_INFORMATION SUPPLIED:_
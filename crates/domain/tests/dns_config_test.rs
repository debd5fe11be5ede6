use ferrous_resolve_domain::config::{
    CliOverrides, Config, ConfigError, ResolverConfig, TransportProtocol,
};
use std::io::Write;
use std::time::Duration;
use tempfile::NamedTempFile;

#[test]
fn test_config_default_values() {
    let config = ResolverConfig::default();

    assert_eq!(config.server, "8.8.8.8:53");
    assert_eq!(config.timeout_ms, 5000);
    assert_eq!(config.timeout(), Duration::from_secs(5));
    assert_eq!(config.protocol, TransportProtocol::Udp);
    assert!(config.tcp_fallback);
    assert!(config.recursion_desired);
}

#[test]
fn test_config_deserialization_fills_defaults() {
    let toml_str = r#"
        [resolver]
        server = "1.1.1.1"
        protocol = "tcp"
    "#;

    let config: Config = toml::from_str(toml_str).unwrap();

    assert_eq!(config.resolver.protocol, TransportProtocol::Tcp);
    assert_eq!(config.resolver.timeout_ms, 5000);
    assert_eq!(
        config.resolver.server_addr().unwrap(),
        "1.1.1.1:53".parse().unwrap()
    );
    assert_eq!(config.logging.level, "warn");
}

#[test]
fn test_config_load_from_file_with_overrides() {
    let mut file = NamedTempFile::new().unwrap();
    writeln!(
        file,
        r#"
        [resolver]
        server = "9.9.9.9:53"
        timeout_ms = 1500

        [logging]
        level = "info"
        "#
    )
    .unwrap();

    let overrides = CliOverrides {
        server: Some("127.0.0.1:5353".to_string()),
        force_tcp: true,
        log_level: Some("debug".to_string()),
        ..Default::default()
    };
    let config = Config::load(file.path().to_str(), overrides).unwrap();

    assert_eq!(config.resolver.server, "127.0.0.1:5353");
    assert_eq!(config.resolver.timeout_ms, 1500);
    assert_eq!(config.resolver.protocol, TransportProtocol::Tcp);
    assert_eq!(config.logging.level, "debug");
}

#[test]
fn test_config_missing_file() {
    let result = Config::load(Some("/nonexistent/ferrous-resolve.toml"), CliOverrides::default());
    assert!(matches!(result, Err(ConfigError::FileRead(_, _))));
}

#[test]
fn test_config_invalid_toml() {
    let mut file = NamedTempFile::new().unwrap();
    writeln!(file, "[resolver\nserver = ").unwrap();

    let result = Config::load(file.path().to_str(), CliOverrides::default());
    assert!(matches!(result, Err(ConfigError::Parse(_))));
}

#[test]
fn test_config_validation() {
    let mut config = Config::default();
    assert!(config.validate().is_ok());

    config.resolver.timeout_ms = 0;
    assert!(matches!(config.validate(), Err(ConfigError::Validation(_))));

    config.resolver.timeout_ms = 100;
    config.resolver.server = "not-an-address".to_string();
    assert!(matches!(config.validate(), Err(ConfigError::Validation(_))));
}

#[test]
fn test_config_save_roundtrip() {
    let file = NamedTempFile::new().unwrap();
    let path = file.path().to_str().unwrap();

    let mut config = Config::default();
    config.resolver.server = "208.67.222.222:53".to_string();
    config.resolver.tcp_fallback = false;
    config.save(path).unwrap();

    let loaded = Config::from_file(path).unwrap();
    assert_eq!(loaded.resolver.server, "208.67.222.222:53");
    assert!(!loaded.resolver.tcp_fallback);
}
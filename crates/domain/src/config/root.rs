use serde::{Deserialize, Serialize};

use super::errors::ConfigError;
use super::logging::LoggingConfig;
use super::resolver::{ResolverConfig, TransportProtocol};

const LOCAL_CONFIG_FILE: &str = "ferrous-resolve.toml";

/// Main configuration structure for ferrous-resolve
#[derive(Debug, Clone, Deserialize, Serialize, Default)]
pub struct Config {
    #[serde(default)]
    pub resolver: ResolverConfig,

    #[serde(default)]
    pub logging: LoggingConfig,
}

impl Config {
    /// Load configuration from file or use defaults
    ///
    /// Priority order:
    /// 1. Explicitly provided path
    /// 2. ferrous-resolve.toml in current directory
    /// 3. Default configuration
    pub fn load(path: Option<&str>, cli_overrides: CliOverrides) -> Result<Self, ConfigError> {
        let mut config = if let Some(path) = path {
            Self::from_file(path)?
        } else if std::path::Path::new(LOCAL_CONFIG_FILE).exists() {
            Self::from_file(LOCAL_CONFIG_FILE)?
        } else {
            Self::default()
        };

        config.apply_cli_overrides(cli_overrides);
        config.validate()?;
        Ok(config)
    }

    pub fn from_file(path: &str) -> Result<Self, ConfigError> {
        let contents = std::fs::read_to_string(path)
            .map_err(|e| ConfigError::FileRead(path.to_string(), e.to_string()))?;
        toml::from_str(&contents).map_err(|e| ConfigError::Parse(e.to_string()))
    }

    fn apply_cli_overrides(&mut self, overrides: CliOverrides) {
        if let Some(server) = overrides.server {
            self.resolver.server = server;
        }
        if let Some(timeout_ms) = overrides.timeout_ms {
            self.resolver.timeout_ms = timeout_ms;
        }
        if overrides.force_tcp {
            self.resolver.protocol = TransportProtocol::Tcp;
        }
        if let Some(level) = overrides.log_level {
            self.logging.level = level;
        }
    }

    pub fn validate(&self) -> Result<(), ConfigError> {
        self.resolver.server_addr()?;

        if self.resolver.timeout_ms == 0 {
            return Err(ConfigError::Validation(
                "Resolver timeout cannot be 0".to_string(),
            ));
        }

        Ok(())
    }

    pub fn save(&self, path: &str) -> Result<(), ConfigError> {
        let toml_string = toml::to_string_pretty(self)
            .map_err(|e| ConfigError::Parse(format!("Failed to serialize config: {}", e)))?;
        std::fs::write(path, toml_string)
            .map_err(|e| ConfigError::FileWrite(path.to_string(), e.to_string()))?;
        Ok(())
    }
}

/// Command-line overrides for configuration
#[derive(Debug, Default)]
pub struct CliOverrides {
    pub server: Option<String>,
    pub timeout_ms: Option<u64>,
    pub force_tcp: bool,
    pub log_level: Option<String>,
}
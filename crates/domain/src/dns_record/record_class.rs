use std::fmt;
use std::str::FromStr;

#[derive(Debug, Clone, Copy, PartialEq, Eq, Hash, Default)]
pub enum RecordClass {
    #[default]
    IN,
    CH,
    HS,
    ANY,
    Unknown(u16),
}

impl RecordClass {
    pub fn to_u16(&self) -> u16 {
        match self {
            RecordClass::IN => 1,
            RecordClass::CH => 3,
            RecordClass::HS => 4,
            RecordClass::ANY => 255,
            RecordClass::Unknown(code) => *code,
        }
    }

    pub fn from_u16(code: u16) -> Self {
        match code {
            1 => RecordClass::IN,
            3 => RecordClass::CH,
            4 => RecordClass::HS,
            255 => RecordClass::ANY,
            other => RecordClass::Unknown(other),
        }
    }
}

impl fmt::Display for RecordClass {
    fn fmt(&self, f: &mut fmt::Formatter<'_>) -> fmt::Result {
        match self {
            RecordClass::IN => write!(f, "IN"),
            RecordClass::CH => write!(f, "CH"),
            RecordClass::HS => write!(f, "HS"),
            RecordClass::ANY => write!(f, "ANY"),
            RecordClass::Unknown(code) => write!(f, "CLASS{}", code),
        }
    }
}

impl FromStr for RecordClass {
    type Err = String;

    fn from_str(s: &str) -> Result<Self, Self::Err> {
        match s.to_uppercase().as_str() {
            "IN" => Ok(RecordClass::IN),
            "CH" => Ok(RecordClass::CH),
            "HS" => Ok(RecordClass::HS),
            "ANY" | "*" => Ok(RecordClass::ANY),
            _ => Err(format!("Unknown record class: {}", s)),
        }
    }
}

_REQUIRED ACTION:_ In the entries above, find each line with the word "ResolverConfig" and copy it.

_REPLY:_
    CliOverrides, Config, ConfigError, ResolverConfig, TransportProtocol,
    let config = ResolverConfig::default();
use super::resolver::{ResolverConfig, TransportProtocol};
    pub resolver: ResolverConfig,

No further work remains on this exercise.